Dr. Brown has authored numerous articles in leading sociology and population health journals (CV), and his research contributions have been recognized with awards from the American Sociological Association. Brown was also the recipient of Duke University's Thomas Langford Award and was a resident fellow at Oxford University (2019-2020). In addition, he has been awarded funding for his training and research from the Robert Wood Johnson and Ford Foundations as well as the National Institutes of Health.
Brown is currently working on several projects that investigate macro-level factors and psychosocial mechanisms that underlie social inequalities in health. The first project, "Structural Racism and Health Stratification in the U.S.: Connecting Theory to Measurement," is on the conceptualization and measurement of state-level structural racism and its effects on population health. The second project uses robust analytic techniques to quantify the contributions of socioeconomic adversity and stress processes to ethnoracial inequalities in health.

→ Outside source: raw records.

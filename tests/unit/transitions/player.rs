use std::cell::Cell;
use std::rc::Rc;

use super::*;
use crate::foundation::core::Canvas;
use crate::gpu::context::ContextOpts;
use crate::transitions::fade::CrossfadeShader;

fn ctx() -> RenderContext {
    RenderContext::new(Canvas::new(4, 2).unwrap(), ContextOpts { parallel: false })
}

fn crossfade(ctx: &RenderContext, ms: u64, fired: Rc<Cell<u32>>) -> Box<dyn Transition> {
    let canvas = ctx.canvas();
    let params = TransitionParameters::slide(
        ctx.clone(),
        FrameRGBA::filled(canvas, Rgba8Premul::from_straight_rgba(255, 0, 0, 255)),
        FrameRGBA::filled(canvas, Rgba8Premul::from_straight_rgba(0, 0, 255, 255)),
    )
    .with_animation_time(Duration::from_millis(ms))
    .on_complete(move || fired.set(fired.get() + 1));
    Box::new(Transition2d::new(
        "crossfade",
        std::sync::Arc::new(CrossfadeShader),
        params,
    ))
}

#[test]
fn clamp_progress_handles_out_of_range_and_nan() {
    assert_eq!(clamp_progress(-0.5), 0.0);
    assert_eq!(clamp_progress(1.5), 1.0);
    assert_eq!(clamp_progress(f64::NAN), 0.0);
    assert_eq!(clamp_progress(0.25), 0.25);
}

#[test]
fn completion_fires_at_most_once() {
    let count = Rc::new(Cell::new(0));
    let c = count.clone();
    let mut completion = Completion::new(Some(Box::new(move || c.set(c.get() + 1))));
    assert!(!completion.is_fired());
    completion.fire("test");
    completion.fire("test");
    assert!(completion.is_fired());
    assert_eq!(count.get(), 1);
}

#[test]
fn player_runs_frames_until_the_end() {
    let ctx = ctx();
    let fired = Rc::new(Cell::new(0));
    let mut player = TransitionPlayer::new(crossfade(&ctx, 100, fired.clone()));

    player.start(Duration::from_millis(1_000)).unwrap();
    assert!(ctx.take_frame_request().is_some());
    assert_eq!(ctx.read_pixels().pixel(0, 0), Some([255, 0, 0, 255]));

    assert!(player.on_frame(Duration::from_millis(1_050)));
    assert!((player.progress() - 0.5).abs() < 1e-9);
    assert!(ctx.take_frame_request().is_some());
    assert_eq!(fired.get(), 0);

    assert!(!player.on_frame(Duration::from_millis(1_200)));
    assert!(player.is_finished());
    assert_eq!(player.progress(), 1.0);
    assert!(!ctx.has_pending_frame());
    assert_eq!(fired.get(), 1);
    assert_eq!(ctx.read_pixels().pixel(3, 1), Some([0, 0, 255, 255]));

    assert!(!player.on_frame(Duration::from_millis(1_300)));
    assert_eq!(fired.get(), 1);
}

#[test]
fn player_progress_never_decreases() {
    let ctx = ctx();
    let mut player = TransitionPlayer::new(crossfade(&ctx, 100, Rc::new(Cell::new(0))));
    player.start(Duration::ZERO).unwrap();
    player.on_frame(Duration::from_millis(80));
    player.on_frame(Duration::from_millis(40));
    assert!((player.progress() - 0.8).abs() < 1e-9);
}

#[test]
fn zero_length_transition_completes_on_first_frame() {
    let ctx = ctx();
    let fired = Rc::new(Cell::new(0));
    let mut player = TransitionPlayer::new(crossfade(&ctx, 0, fired.clone()));
    player.start(Duration::ZERO).unwrap();
    assert!(!player.on_frame(Duration::ZERO));
    assert_eq!(fired.get(), 1);
}

#[test]
fn frames_before_start_are_ignored() {
    let ctx = ctx();
    let mut player = TransitionPlayer::new(crossfade(&ctx, 100, Rc::new(Cell::new(0))));
    assert!(!player.on_frame(Duration::from_millis(10)));
    assert_eq!(ctx.call_count(), 0);
}

#[test]
fn stop_disposes_without_completing() {
    let ctx = ctx();
    let fired = Rc::new(Cell::new(0));
    let mut player = TransitionPlayer::new(crossfade(&ctx, 100, fired.clone()));
    player.start(Duration::ZERO).unwrap();
    player.stop();
    assert!(!ctx.has_pending_frame());
    assert_eq!(ctx.live_objects().total(), 0);

    let calls = ctx.call_count();
    assert!(!player.on_frame(Duration::from_millis(50)));
    assert_eq!(ctx.call_count(), calls);
    assert_eq!(fired.get(), 0);
    assert!(!player.transition().is_complete());
}

#[test]
fn context_loss_stops_the_loop() {
    let ctx = ctx();
    let mut player = TransitionPlayer::new(crossfade(&ctx, 100, Rc::new(Cell::new(0))));
    player.start(Duration::ZERO).unwrap();
    ctx.dispose();
    assert!(!player.on_frame(Duration::from_millis(50)));
    assert!(player.is_finished());
}

#[test]
fn start_on_disposed_context_fails() {
    let ctx = ctx();
    let mut player = TransitionPlayer::new(crossfade(&ctx, 100, Rc::new(Cell::new(0))));
    ctx.dispose();
    assert!(player.start(Duration::ZERO).is_err());
}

Professor Brown is actively engaged in service at the university and national level. He has served in leadership position within professional organizations, including on the Board of Directors of the Population Association of America as well as on the editorial boards of top journals such as Social Forces, Demography, Social Psychology Quarterly, and the Journal of Health and Social Behavior. Brown also founded and co-organizes Duke’s Writing and ReseArch Productivity (WRAP) Group, which aims to promote excellence in scholarship and support Black faculty by creating protected writing time and a space that enhances faculty inclusion. In addition, professor Brown enjoys serving as a mentor to Duke students and postdocs as well as to early career scientists through programs funded by Russell Sage and Robert Wood Johnson Foundations to build the pipeline of future scholars.